Ein weiteres BGH-Urteil vom Juli 2009 stellt laut Galderma klar, dass die Abgabe auch während der Sprechzeiten erfolgen darf, wenn dies zum notwendigen Bestandteil der ärztlichen Therapie gehört. Dem Arzt stehe dabei ein „erhebliches therapeutisches Ermessen“ zu.

In dem Fall ging es um einen Augenarzt, der die Patienten in seiner Praxis unter rund 60 Musterbrillen einer bestimmten Firma auswählen ließ und sogar die Einmessung durchführte. Der BGH hatte den Fall allerdings an die Vorinstanz zurückgewiesen, weil aus seiner Sicht die Vermittlung an die Optikerfirma „ohne hinreichenden Grund“ nicht erlaubt ist. Auch die Einmessung oder sogar Abgabe sei womöglich nur als „notwendiger Bestandteil der ärztlichen Therapie“ zulässig.

Am Ende wurde das Modell verboten, auch weil der BGH in seinem Urteil klargestellt hatte, dass merkantile Gesichtspunkte grundsätzlich vom Heilauftrag zu trennen seien.

Galderma beruft sich trotzdem auf das Urteil und spannt den Bogen so weit, dass großzügig die eigenen Produkte mit eingeschlossen sind: „Diese höchstrichterliche Rechtssprechung hat festgelegt, dass auch in der Praxis während der Sprechstundenzeiten aus medizinischen Gründen (und das entscheidet nur der Arzt selber) und im therapeutischen Ermessen Produkte, z.B. Cetaphil, an Patineten, abgegeben werden dürfen.“

Auch betriebswirtschaftliche Tipps hat Galderma parat: So wird dem Arzt geraten, „medizinische Fachangestellte oder anderes Hilfspersonal aus seiner Praxis im Gewerbe als Verkäufer/in zu beschäftigen“, nicht aber ärztliches Personal. „Der Arzt sollte seiner Mitarbeiterin (schriftlich) eine Nebentätigkeit während der Praxiszeiten erlauben, damit diese den kaufmännischen Bereich, wie Produktabgabe, Abrechnung, etc. übernehmen kann“, heißt es in der Broschüre.
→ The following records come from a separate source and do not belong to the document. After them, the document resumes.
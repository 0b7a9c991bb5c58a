use std::collections::HashSet;

use serde_json::{Map, Value};

use crate::error::ParseError;
use crate::model::{ApiDocument, HttpMethod, Info, Operation, Parameter, PathItem, Server};

/// Parse an OpenAPI document from raw bytes (YAML or JSON).
pub fn parse_document(input: &[u8]) -> Result<ApiDocument, ParseError> {
    let root = decode(input)?;
    build_document(&root)
}

/// Parse an OpenAPI document from a YAML/JSON string.
pub fn parse_document_str(input: &str) -> Result<ApiDocument, ParseError> {
    parse_document(input.as_bytes())
}

/// Decode the document tree. JSON input goes through `serde_json` directly,
/// everything else through the YAML decoder.
fn decode(input: &[u8]) -> Result<Value, ParseError> {
    let looks_like_json = input
        .iter()
        .find(|b| !b.is_ascii_whitespace())
        .is_some_and(|b| *b == b'{');

    if looks_like_json {
        if let Ok(value) = serde_json::from_slice(input) {
            return Ok(value);
        }
    }

    let yaml: serde_yaml::Value =
        serde_yaml::from_slice(input).map_err(|e| ParseError::Syntax(e.to_string()))?;
    yaml_to_json(yaml)
}

/// Convert a YAML tree to JSON. Scalar mapping keys (e.g. unquoted `200:`
/// response codes) are turned into strings.
fn yaml_to_json(value: serde_yaml::Value) -> Result<Value, ParseError> {
    use serde_yaml::Value as Yaml;

    Ok(match value {
        Yaml::Null => Value::Null,
        Yaml::Bool(b) => Value::Bool(b),
        Yaml::Number(n) => {
            if let Some(i) = n.as_i64() {
                Value::from(i)
            } else if let Some(u) = n.as_u64() {
                Value::from(u)
            } else {
                n.as_f64()
                    .and_then(serde_json::Number::from_f64)
                    .map(Value::Number)
                    .unwrap_or(Value::Null)
            }
        }
        Yaml::String(s) => Value::String(s),
        Yaml::Sequence(seq) => Value::Array(
            seq.into_iter()
                .map(yaml_to_json)
                .collect::<Result<_, _>>()?,
        ),
        Yaml::Mapping(mapping) => {
            let mut obj = Map::with_capacity(mapping.len());
            for (key, val) in mapping {
                let key = match key {
                    Yaml::String(s) => s,
                    Yaml::Number(n) => n.to_string(),
                    Yaml::Bool(b) => b.to_string(),
                    Yaml::Null => "null".to_string(),
                    other => {
                        return Err(ParseError::Syntax(format!(
                            "unsupported mapping key: {:?}",
                            other
                        )))
                    }
                };
                obj.insert(key, yaml_to_json(val)?);
            }
            Value::Object(obj)
        }
        Yaml::Tagged(tagged) => yaml_to_json(tagged.value)?,
    })
}

fn build_document(root: &Value) -> Result<ApiDocument, ParseError> {
    let root_obj = root
        .as_object()
        .ok_or_else(|| ParseError::Syntax("document root must be an object".into()))?;

    let openapi = detect_version(root_obj)?;

    let info_obj = root_obj
        .get("info")
        .and_then(|v| v.as_object())
        .ok_or_else(|| ParseError::Schema("missing 'info' object".into()))?;

    let title = info_obj
        .get("title")
        .and_then(|v| v.as_str())
        .ok_or_else(|| ParseError::Schema("missing 'info.title'".into()))?
        .to_string();

    let info = Info {
        title,
        version: info_obj
            .get("version")
            .and_then(|v| v.as_str())
            .unwrap_or("0.0.0")
            .to_string(),
        description: string_field(info_obj, "description"),
    };

    Ok(ApiDocument {
        openapi,
        info,
        servers: parse_servers(root_obj),
        paths: parse_paths(root_obj, root)?,
    })
}

/// Check the root `openapi` field and return its version string.
fn detect_version(root: &Map<String, Value>) -> Result<String, ParseError> {
    let version = root
        .get("openapi")
        .and_then(|v| v.as_str())
        .ok_or(ParseError::UnknownFormat)?;

    if !version.starts_with("3.") {
        return Err(ParseError::Schema(format!(
            "unsupported OpenAPI version: {} (only 3.x supported)",
            version
        )));
    }
    Ok(version.to_string())
}

fn string_field(obj: &Map<String, Value>, key: &str) -> Option<String> {
    obj.get(key).and_then(|v| v.as_str()).map(|s| s.to_string())
}

fn parse_servers(root: &Map<String, Value>) -> Vec<Server> {
    root.get("servers")
        .and_then(|v| v.as_array())
        .map(|arr| {
            arr.iter()
                .filter_map(|item| {
                    let obj = item.as_object()?;
                    Some(Server {
                        url: obj.get("url")?.as_str()?.to_string(),
                        description: string_field(obj, "description"),
                    })
                })
                .collect()
        })
        .unwrap_or_default()
}

/// Parse `paths` into path items, one operation per recognized method.
fn parse_paths(root: &Map<String, Value>, doc: &Value) -> Result<Vec<PathItem>, ParseError> {
    let paths = match root.get("paths").and_then(|v| v.as_object()) {
        Some(p) => p,
        None => return Ok(Vec::new()), // No paths is valid (empty API)
    };

    let mut items = Vec::with_capacity(paths.len());
    for (path, raw_item) in paths {
        let path_item = follow_refs(raw_item, doc)?;
        let path_obj = path_item.as_object().ok_or_else(|| {
            ParseError::Schema(format!("path item for '{}' must be an object", path))
        })?;

        let path_params = parse_parameters(path_obj, doc)?;

        let mut operations = Vec::new();
        for method in HttpMethod::ALL {
            let Some(op_value) = path_obj.get(method.key()) else {
                continue;
            };
            let op_obj = op_value.as_object().ok_or_else(|| {
                ParseError::Schema(format!("operation {} {} must be an object", method, path))
            })?;

            let parameters = merge_parameters(&path_params, parse_parameters(op_obj, doc)?);

            operations.push(Operation {
                method,
                operation_id: string_field(op_obj, "operationId"),
                summary: string_field(op_obj, "summary"),
                deprecated: op_obj
                    .get("deprecated")
                    .and_then(|v| v.as_bool())
                    .unwrap_or(false),
                parameters,
            });
        }

        items.push(PathItem {
            path: path.clone(),
            parameters: path_params,
            operations,
        });
    }

    Ok(items)
}

/// Path-level parameters followed by operation-level ones. An operation
/// parameter with the same `name` and `in` replaces the path-level entry.
fn merge_parameters(path_params: &[Parameter], op_params: Vec<Parameter>) -> Vec<Parameter> {
    let mut merged: Vec<Parameter> = path_params
        .iter()
        .filter(|p| {
            !op_params
                .iter()
                .any(|o| o.name == p.name && o.location == p.location)
        })
        .cloned()
        .collect();
    merged.extend(op_params);
    merged
}

/// Parse `parameters` from a path item or operation object.
///
/// Entries without a `name` or `in` are skipped.
fn parse_parameters(obj: &Map<String, Value>, doc: &Value) -> Result<Vec<Parameter>, ParseError> {
    let Some(arr) = obj.get("parameters").and_then(|v| v.as_array()) else {
        return Ok(Vec::new());
    };

    let mut params = Vec::with_capacity(arr.len());
    for item in arr {
        let resolved = follow_refs(item, doc)?;
        let Some(param_obj) = resolved.as_object() else {
            continue;
        };
        let (Some(name), Some(location)) = (
            param_obj.get("name").and_then(|v| v.as_str()),
            param_obj.get("in").and_then(|v| v.as_str()),
        ) else {
            continue;
        };
        params.push(Parameter {
            name: name.to_string(),
            location: location.to_string(),
            required: param_obj
                .get("required")
                .and_then(|v| v.as_bool())
                .unwrap_or(false),
        });
    }
    Ok(params)
}

/// Follow a chain of `$ref` objects until a concrete value is reached.
fn follow_refs<'a>(value: &'a Value, doc: &'a Value) -> Result<&'a Value, ParseError> {
    let mut current = value;
    let mut visited = HashSet::new();

    while let Some(ref_str) = current.get("$ref").and_then(|v| v.as_str()) {
        if !visited.insert(ref_str) {
            return Err(ParseError::Schema(format!(
                "circular $ref detected: {}",
                ref_str
            )));
        }
        current =
            resolve_ref(doc, ref_str).ok_or_else(|| ParseError::UnresolvedRef(ref_str.into()))?;
    }
    Ok(current)
}

/// Resolve a JSON Reference like `#/components/parameters/Limit` from the document root.
///
/// Only local references (`#/...`) are supported. Returns `None` for external refs.
fn resolve_ref<'a>(root: &'a Value, ref_path: &str) -> Option<&'a Value> {
    let pointer = ref_path.strip_prefix("#/")?;
    let mut current = root;
    for segment in pointer.split('/') {
        let unescaped = segment.replace("~1", "/").replace("~0", "~");
        current = current.get(&unescaped)?;
    }
    Some(current)
}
Hinweise zur praktischen Ausgestaltung folgen: Geeignet sei ein „Arbeitsvertrag auf Abruf auf 400-Euro-Basis mit einer pauschalierten Versteuerung der Einkünfte durch den Arbeitgeber“. Die Gesamtkosten für den Arbeitgeber betrügen damit rund 520 Euro im Monat.

Eigentlich bewirbt Galderma die Marken der Vertriebslinie Spirig als apothekenexklusiv. Doch Produkte wie Excipial Hydrolotion und Cetaphil Gesichtspflege werden auch direkt in Arztpraxen an die Kunden verkauft. Im Wartebereich gibt es mitunter Aufsteller mit den Produkten.

Apotheker sprechen von aggressiven Praktiken in diesem Bereich. Regelmäßig versorge der Galderma-Außendienst die Praxen der Dermatologen mit Mustern, heißt es. Abgewickelt wird das Geschäft über die Firma DVG Gesundheitslogistik, die zur GHD Gesundheits GmbH gehört.

Die Ware wird über Trans-o-flex in Großkartons direkt an die Arztpraxen geliefert, diese stellt teilweise auch die Quittungen aus. Mitunter werden die „Kosmetikinstitute“ auch von den Ehefrauen der Mediziner betrieben.